Use entrypoint switching to reduce code size of GcRoot read barrier
Set the read barrier mark register entrypoints to null when the GC
is not marking. The compiler uses this to avoid needing to load the
is_gc_marking boolean.
Code size results on ritzperf CC:
arm32: 13439400 -> 13242792 (-1.5%)
arm64: 16380544 -> 16208512 (-1.05%)
Implemented for arm32 and arm64. TODO: Consider implementing on x86.
Bug: 32638713
Bug: 29516974
Test: test-art-host + run ritzperf
Change-Id: I527ca5dc4cd43950ba43b872d0ac81e1eb5791eb
diff --git a/runtime/arch/x86/entrypoints_init_x86.cc b/runtime/arch/x86/entrypoints_init_x86.cc
index 877df8f..94fea69 100644
--- a/runtime/arch/x86/entrypoints_init_x86.cc
+++ b/runtime/arch/x86/entrypoints_init_x86.cc
@@ -44,6 +44,16 @@
extern "C" mirror::Object* art_quick_read_barrier_slow(mirror::Object*, mirror::Object*, uint32_t);
extern "C" mirror::Object* art_quick_read_barrier_for_root_slow(GcRoot<mirror::Object>*);
+void UpdateReadBarrierEntrypoints(QuickEntryPoints* qpoints, bool is_marking) {
+ qpoints->pReadBarrierMarkReg00 = is_marking ? art_quick_read_barrier_mark_reg00 : nullptr;
+ qpoints->pReadBarrierMarkReg01 = is_marking ? art_quick_read_barrier_mark_reg01 : nullptr;
+ qpoints->pReadBarrierMarkReg02 = is_marking ? art_quick_read_barrier_mark_reg02 : nullptr;
+ qpoints->pReadBarrierMarkReg03 = is_marking ? art_quick_read_barrier_mark_reg03 : nullptr;
+ qpoints->pReadBarrierMarkReg05 = is_marking ? art_quick_read_barrier_mark_reg05 : nullptr;
+ qpoints->pReadBarrierMarkReg06 = is_marking ? art_quick_read_barrier_mark_reg06 : nullptr;
+ qpoints->pReadBarrierMarkReg07 = is_marking ? art_quick_read_barrier_mark_reg07 : nullptr;
+}
+
void InitEntryPoints(JniEntryPoints* jpoints, QuickEntryPoints* qpoints) {
DefaultInitEntryPoints(jpoints, qpoints);
@@ -87,14 +97,8 @@
// Read barrier.
qpoints->pReadBarrierJni = ReadBarrierJni;
- qpoints->pReadBarrierMarkReg00 = art_quick_read_barrier_mark_reg00;
- qpoints->pReadBarrierMarkReg01 = art_quick_read_barrier_mark_reg01;
- qpoints->pReadBarrierMarkReg02 = art_quick_read_barrier_mark_reg02;
- qpoints->pReadBarrierMarkReg03 = art_quick_read_barrier_mark_reg03;
+ UpdateReadBarrierEntrypoints(qpoints, /*is_marking*/ false);
qpoints->pReadBarrierMarkReg04 = nullptr; // Cannot use register 4 (ESP) to pass arguments.

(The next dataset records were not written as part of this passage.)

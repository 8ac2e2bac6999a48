use crate::domain::model::MetSample;

/// Wind/temperature source consulted once per evaluated route.
///
/// Implementations must return `wind_speed_kt >= 0` and a direction in `[0, 360)`.
/// A network-backed sampler owns its own retry policy; the engine calls it synchronously.
pub trait MetSampler: Send + Sync {
    fn sample(&self, latitude_deg: f64, longitude_deg: f64, altitude_ft: i32) -> MetSample;
}

impl<T: MetSampler + ?Sized> MetSampler for &T {
    fn sample(&self, latitude_deg: f64, longitude_deg: f64, altitude_ft: i32) -> MetSample {
        (**self).sample(latitude_deg, longitude_deg, altitude_ft)
    }
}

impl<T: MetSampler + ?Sized> MetSampler for std::sync::Arc<T> {
    fn sample(&self, latitude_deg: f64, longitude_deg: f64, altitude_ft: i32) -> MetSample {
        (**self).sample(latitude_deg, longitude_deg, altitude_ft)
    }
}
use crate::domain::model::{RouteRegion, Waypoint};
use std::sync::LazyLock;

const NORTH_ATLANTIC: &[(&str, f64, f64)] = &[
    ("BIKF", 64.13, -21.94),
    ("CYQX", 48.94, -54.57),
    ("LPLA", 38.7618, -27.0908),
    ("EINN", 52.7020, -8.9248),
    ("BGSF", 67.0122, -50.7116),
    ("CYYT", 47.6186, -52.7519),
];

const EUROPEAN: &[(&str, f64, f64)] = &[
    ("EGLL", 51.4706, -0.4619),
    ("LFPG", 49.0097, 2.5479),
    ("EHAM", 52.3105, 4.7683),
    ("EDDF", 50.0379, 8.5622),
    ("EBBR", 50.9014, 4.4844),
    ("EIDW", 53.4213, -6.2701),
];

fn build(table: &[(&str, f64, f64)]) -> Vec<Waypoint> {
    table
        .iter()
        .map(|&(name, lat, lon)| Waypoint {
            name: name.to_string(),
            latitude_deg: lat,
            longitude_deg: lon,
        })
        .collect()
}

static NORTH_ATLANTIC_ALTERNATES: LazyLock<Vec<Waypoint>> = LazyLock::new(|| build(NORTH_ATLANTIC));
static EUROPEAN_ALTERNATES: LazyLock<Vec<Waypoint>> = LazyLock::new(|| build(EUROPEAN));

impl RouteRegion {
    /// Fixed candidate list for this region.
    pub fn alternates(&self) -> &'static [Waypoint] {
        match self {
            RouteRegion::NorthAtlantic => &NORTH_ATLANTIC_ALTERNATES,
            RouteRegion::European => &EUROPEAN_ALTERNATES,
        }
    }
}
use crate::domain::model::{DiversionResult, SelectionOutcome};
use crate::utils::error::{DiversionError, Result};
use chrono::{SecondsFormat, Utc};
use serde::{Deserialize, Serialize};

#[derive(Debug, Clone, Copy, PartialEq, Eq, Default, Serialize, Deserialize)]
#[cfg_attr(feature = "cli", derive(clap::ValueEnum))]
#[serde(rename_all = "lowercase")]
pub enum ReportFormat {
    #[default]
    Text,
    Json,
    Csv,
    Tsv,
}

impl std::str::FromStr for ReportFormat {
    type Err = DiversionError;

    fn from_str(s: &str) -> Result<Self> {
        match s.trim().to_ascii_lowercase().as_str() {
            "text" | "txt" => Ok(ReportFormat::Text),
            "json" => Ok(ReportFormat::Json),
            "csv" => Ok(ReportFormat::Csv),
            "tsv" => Ok(ReportFormat::Tsv),
            other => Err(DiversionError::invalid_input(
                "output.format",
                other,
                "Valid formats: text, json, csv, tsv",
            )),
        }
    }
}

#[derive(Serialize)]
struct JsonReport<'a> {
    generated_at: String,
    fuel_critical: bool,
    best_index: usize,
    best: &'a DiversionResult,
    all: &'a [DiversionResult],
}

#[derive(Serialize)]
struct ReportRow<'a> {
    alternate: &'a str,
    latitude_deg: f64,
    longitude_deg: f64,
    distance_nm: f64,
    ground_speed_kt: f64,
    time_hr: f64,
    fuel_required_kg: f64,
    remaining_fuel_kg: f64,
    reachable: bool,
    best: bool,
    notes: &'a str,
}

pub fn render(outcome: &SelectionOutcome, format: ReportFormat) -> Result<String> {
    match format {
        ReportFormat::Text => Ok(render_text(outcome)),
        ReportFormat::Json => render_json(outcome),
        ReportFormat::Csv => render_delimited(outcome, b','),
        ReportFormat::Tsv => render_delimited(outcome, b'\t'),
    }
}

fn render_text(outcome: &SelectionOutcome) -> String {
    let mut lines = Vec::with_capacity(outcome.all.len() + 3);
    if outcome.is_fuel_critical() {
        lines.push(format!(
            "🚨 FUEL CRITICAL: no alternate reachable, least-bad is {} ({:.1} kg short)",
            outcome.best.alternate.name, -outcome.best.remaining_fuel_kg
        ));
    }
    lines.push(format!(
        "  {:<6} {:>8} {:>7} {:>6} {:>10} {:>10}  {}",
        "ALT", "DIST nm", "GS kt", "TIME h", "REQ kg", "REM kg", "REACH"
    ));
    for (index, result) in outcome.all.iter().enumerate() {
        let marker = if outcome.is_best(index) { '*' } else { ' ' };
        lines.push(format!(
            "{} {:<6} {:>8.1} {:>7.1} {:>6.1} {:>10.1} {:>10.1}  {}",
            marker,
            result.alternate.name,
            result.distance_nm,
            result.ground_speed_kt,
            result.time_hr,
            result.fuel_required_kg,
            result.remaining_fuel_kg,
            if result.reachable { "yes" } else { "NO" }
        ));
    }
    lines.push(format!("Best: {} ({})", outcome.best.alternate.name, outcome.best.notes));
    lines.join("\n")
}

fn render_json(outcome: &SelectionOutcome) -> Result<String> {
    let report = JsonReport {
        generated_at: Utc::now().to_rfc3339_opts(SecondsFormat::Secs, true),
        fuel_critical: outcome.is_fuel_critical(),
        best_index: outcome.best_index,
        best: &outcome.best,
        all: &outcome.all,
    };
    Ok(serde_json::to_string_pretty(&report)?)
}

fn render_delimited(outcome: &SelectionOutcome, delimiter: u8) -> Result<String> {
    let mut writer = csv::WriterBuilder::new()
        .delimiter(delimiter)
        .from_writer(Vec::new());

    for (index, result) in outcome.all.iter().enumerate() {
        writer.serialize(ReportRow {
            alternate: &result.alternate.name,
            latitude_deg: result.alternate.latitude_deg,
            longitude_deg: result.alternate.longitude_deg,
            distance_nm: result.distance_nm,
            ground_speed_kt: result.ground_speed_kt,
            time_hr: result.time_hr,
            fuel_required_kg: result.fuel_required_kg,
            remaining_fuel_kg: result.remaining_fuel_kg,
            reachable: result.reachable,
            best: outcome.is_best(index),
            notes: &result.notes,
        })?;
    }

    let bytes = writer
        .into_inner()
        .map_err(|e| DiversionError::IoError(e.into_error()))?;
    String::from_utf8(bytes).map_err(|e| DiversionError::ConfigurationError {
        message: format!("report is not valid UTF-8: {}", e),
    })
}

- qpoints->pReadBarrierMarkReg05 = art_quick_read_barrier_mark_reg05;
- qpoints->pReadBarrierMarkReg06 = art_quick_read_barrier_mark_reg06;
- qpoints->pReadBarrierMarkReg07 = art_quick_read_barrier_mark_reg07;
// x86 has only 8 core registers.
qpoints->pReadBarrierMarkReg08 = nullptr;
qpoints->pReadBarrierMarkReg09 = nullptr;